Мой свидетель из художественной литературы представлен мне Максвеллом Грэем. В «Молчании декана Мейтленда» он показывает, что жизнь может быть куплена слишком дорогой ценой. Сирил Мейтленд совершил убийство; но все обстоятельства указывали на вину его невинного друга, Генри Эверарда. Мейтленд каждый день чувствовал, что его долг — признаться; но соблазн жизни был слишком силен для него; и, кроме того, он был священником, и его признание принесло бы позор его священному сану! И так шли годы. Пока Эверард томился в тюрьме, будучи приговоренным к двадцати годам заключения, Мейтленд рос в популярности и получил быстрое повышение. Он стал деканом. Но его жизнь была для него пыткой. Он чувствовал, что смерть — даже та смерть, которой он боялся — была бы бесконечно предпочтительнее. И, перенеся муки, каких Эверард в тюрьме никогда не знал, он наконец чистосердечно признался в своей вине и сложил жизнь, за которую заплатил слишком много. Томас Кранмер и декан Мейтленд оба приняли бы сторону Алека Кросби.
IV
Но именно Златовласка в тот снежный день в Силверстриме попала в точку.
«Я думаю, я хотела бы немного того и другого, — сказала она. — Я хотела бы быть львом, как один, и живой, как другой!»
Именно так!
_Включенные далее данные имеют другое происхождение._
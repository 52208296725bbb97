//! Access-token lifecycle: session state, claims, single-flight refresh.

pub mod claims;
pub mod error;
pub mod refresh;
pub mod session;
pub mod token;

pub use claims::{decode_claims, is_expiring_soon, TokenClaims, DEFAULT_EXPIRY_THRESHOLD_SECS};
pub use error::RefreshError;
pub use refresh::Refresher;
pub use session::{LogoutReason, LogoutSignal, Session, TracingLogoutSignal};
pub use token::AccessToken;
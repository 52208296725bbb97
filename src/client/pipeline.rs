//! Authenticated request pipeline.
//!
//! Two decisions wrap every call: [`AuthPipeline::decorate_request`] attaches
//! a live token (renewing it first when it is about to expire) and
//! [`AuthPipeline::classify_response`] decides whether a response is final or
//! should trigger refresh-and-retry. [`AuthPipeline::send`] composes them
//! around the injected [`Transport`].

use std::fmt;
use std::sync::Arc;

use reqwest::StatusCode;
use serde::de::DeserializeOwned;
use serde::Serialize;

use super::error::{ApiError, TransportError};
use super::request::{ApiRequest, ApiResponse};
use super::transport::{HttpTransport, Transport};
use crate::auth::claims::{is_expiring_soon, DEFAULT_EXPIRY_THRESHOLD_SECS};
use crate::auth::{AccessToken, LogoutReason, RefreshError, Refresher, Session};
use crate::config::{ClientConfig, DEFAULT_REFRESH_ROUTE};

/// Knobs for the token lifecycle.
#[derive(Debug, Clone, PartialEq, Eq)]
pub struct RefreshPolicy {
    /// Route that exchanges the refresh cookie for a new access token.
    pub refresh_route: String,
    /// Renew when the token expires within this many seconds.
    pub expiry_threshold_secs: i64,
}

impl Default for RefreshPolicy {
    fn default() -> Self {
        Self {
            refresh_route: DEFAULT_REFRESH_ROUTE.to_string(),
            expiry_threshold_secs: DEFAULT_EXPIRY_THRESHOLD_SECS,
        }
    }
}

/// What to do with a response.
#[derive(Debug)]
pub enum ResponseAction {
    /// Success; hand it to the caller.
    Return(ApiResponse),
    /// Failure the pipeline does not handle; propagate as-is.
    Fail(ApiError),
    /// The refresh route itself was refused; end the session, then propagate.
    EndSession(ApiError),
    /// First 401 on an ordinary call; refresh and re-dispatch once.
    RefreshAndRetry(ApiError),
}

impl ResponseAction {
    fn into_result(self) -> Result<ApiResponse, ApiError> {
        match self {
            Self::Return(response) => Ok(response),
            Self::Fail(err) | Self::EndSession(err) | Self::RefreshAndRetry(err) => Err(err),
        }
    }
}

/// Wraps a [`Transport`] with proactive and reactive token handling.
///
/// # Example
/// ```no_run
/// use jobblog::auth::Session;
/// use jobblog::client::AuthPipeline;
/// use jobblog::config::ClientConfig;
///
/// # async fn example() -> Result<(), Box<dyn std::error::Error>> {
/// let pipeline = AuthPipeline::from_config(&ClientConfig::from_env(), Session::new())?;
/// let name = pipeline.get("/users/me").await?.text();
/// println!("{name}");
/// # Ok(())
/// # }
/// ```
#[derive(Clone)]
pub struct AuthPipeline {
    transport: Arc<dyn Transport>,
    session: Session,
    refresher: Refresher,
    policy: RefreshPolicy,
}

impl fmt::Debug for AuthPipeline {
    fn fmt(&self, f: &mut fmt::Formatter<'_>) -> fmt::Result {
        f.debug_struct("AuthPipeline")
            .field("session", &self.session)
            .field("refresher", &self.refresher)
            .field("policy", &self.policy)
            .finish()
    }
}

impl AuthPipeline {
    pub fn new(transport: Arc<dyn Transport>, session: Session, policy: RefreshPolicy) -> Self {
        let refresher = Refresher::new(
            Arc::clone(&transport),
            session.clone(),
            policy.refresh_route.clone(),
        );
        Self {
            transport,
            session,
            refresher,
            policy,
        }
    }

    /// Build a pipeline over an [`HttpTransport`] for `config`.
    pub fn from_config(config: &ClientConfig, session: Session) -> Result<Self, TransportError> {
        let transport = HttpTransport::new(config)?;
        Ok(Self::new(Arc::new(transport), session, config.refresh_policy()))
    }

    pub fn session(&self) -> &Session {
        &self.session
    }

    pub fn policy(&self) -> &RefreshPolicy {
        &self.policy
    }

    /// Run (or join) the single-flight refresh.
    pub async fn refresh(&self) -> Result<AccessToken, RefreshError> {
        self.refresher.refresh().await
    }

    pub fn is_refresh_request(&self, request: &ApiRequest) -> bool {
        request.route() == self.policy.refresh_route
    }

    /// Proactive step: attach a live token to `request`.
    ///
    /// The refresh route passes through untouched. A token close to expiry is
    /// renewed first; if renewal fails the request goes out without a token
    /// and the server's 401 is left to the reactive step.
    pub async fn decorate_request(&self, mut request: ApiRequest) -> ApiRequest {
        if self.is_refresh_request(&request) {
            return request;
        }
        let mut token = self.session.get_token();
        if let Some(current) = &token {
            if is_expiring_soon(Some(current.as_str()), self.policy.expiry_threshold_secs) {
                tracing::debug!(route = request.route(), "access token expiring soon");
                token = match self.refresher.refresh().await {
                    Ok(fresh) => Some(fresh),
                    Err(err) => {
                        tracing::debug!(error = %err, "proactive refresh failed; sending without token");
                        None
                    }
                };
            }
        }
        if let Some(token) = token {
            request.set_bearer(&token);
        }
        request
    }

    /// Reactive step: classify the response to `request`.
    pub fn classify_response(&self, request: &ApiRequest, response: ApiResponse) -> ResponseAction {
        if response.is_success() {
            return ResponseAction::Return(response);
        }
        if response.status() != StatusCode::UNAUTHORIZED {
            return ResponseAction::Fail(response.into_error());
        }
        if self.is_refresh_request(request) {
            ResponseAction::EndSession(response.into_error())
        } else if request.is_retried() {
            ResponseAction::Fail(response.into_error())
        } else {
            ResponseAction::RefreshAndRetry(response.into_error())
        }
    }

    /// Send `request` with full token handling.
    pub async fn send(&self, request: ApiRequest) -> Result<ApiResponse, ApiError> {
        let mut request = self.decorate_request(request).await;
        let response = self.transport.send(&request).await?;
        match self.classify_response(&request, response) {
            ResponseAction::EndSession(err) => {
                tracing::warn!(route = request.route(), "refresh route rejected; ending session");
                self.session.end(LogoutReason::RefreshRejected);
                Err(err)
            }
            ResponseAction::RefreshAndRetry(original) => {
                request.mark_retried();
                match self.refresher.refresh().await {
                    Ok(token) => {
                        tracing::debug!(route = request.route(), "retrying with refreshed token");
                        request.set_bearer(&token);
                        let retry = self.transport.send(&request).await?;
                        self.classify_response(&request, retry).into_result()
                    }
                    Err(err) => {
                        tracing::warn!(
                            route = request.route(),
                            error = %err,
                            "refresh after 401 failed"
                        );
                        Err(original)
                    }
                }
            }
            action => action.into_result(),
        }
    }

    pub async fn get(&self, path: impl Into<String>) -> Result<ApiResponse, ApiError> {
        self.send(ApiRequest::get(path)).await
    }

    pub async fn post<B: Serialize + ?Sized>(
        &self,
        path: impl Into<String>,
        body: &B,
    ) -> Result<ApiResponse, ApiError> {
        self.send(ApiRequest::post(path).with_json(body)?).await
    }

    pub async fn put<B: Serialize + ?Sized>(
        &self,
        path: impl Into<String>,
        body: &B,
    ) -> Result<ApiResponse, ApiError> {
        self.send(ApiRequest::put(path).with_json(body)?).await
    }

    pub async fn delete(&self, path: impl Into<String>) -> Result<ApiResponse, ApiError> {
        self.send(ApiRequest::delete(path)).await
    }

    /// Send and decode a JSON body.
    pub async fn send_json<T: DeserializeOwned>(&self, request: ApiRequest) -> Result<T, ApiError> {
        self.send(request).await?.json()
    }
}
С ее женской способностью добираться до самой сути вещей, Златовласка отбросила все несущественное и добралась до фундамента. Ибо, в конце концов, вопрос жизни и смерти нас на самом деле не касается. Пес, живой или мертвый, не может быть ничем иным, кроме как псом; лев, живой или мертвый, не может быть ничем иным, кроме как львом. Мертвый лев, как говорит Алек Кросби, был живым львом когда-то; живой пес когда-нибудь станет мертвым псом. Златовласка помогает нам прояснить проблему. Настоящая альтернатива не между жизнью и смертью; ибо жизнь и смерть приходят по очереди и к псу, и ко льву. Настоящий вопрос — между собачьим и львиным. Буду ли я жить презренно или буду жить мужественно?
«И я посмотрел, — говорит последний из библейских писателей, — и вот, лев — Лев от колена Иудина!»
Как лев Он жил! С мужеством льва Он умер! И в львином великолепии Он движется по всему миру горнему. Златовласка, очевидно, решила в жизни и в смерти моделировать свой характер и опыт по Его образу!
VI — НОВЫЕ МЕТЛЫ
Новые метлы, говорят, метут чисто. Это утверждение вряд ли стоит оспаривать. Оно смехотворно на первый взгляд. Как могут новые метлы мести чисто? Новые метлы вообще не метут. Если они метут, то они не новые метлы: они были в употреблении; продавец не примет их обратно на склад; они явно подержанные. Но мне не нужно подчеркивать этот момент. Мой антагонизм к древней пословице основан на других основаниях.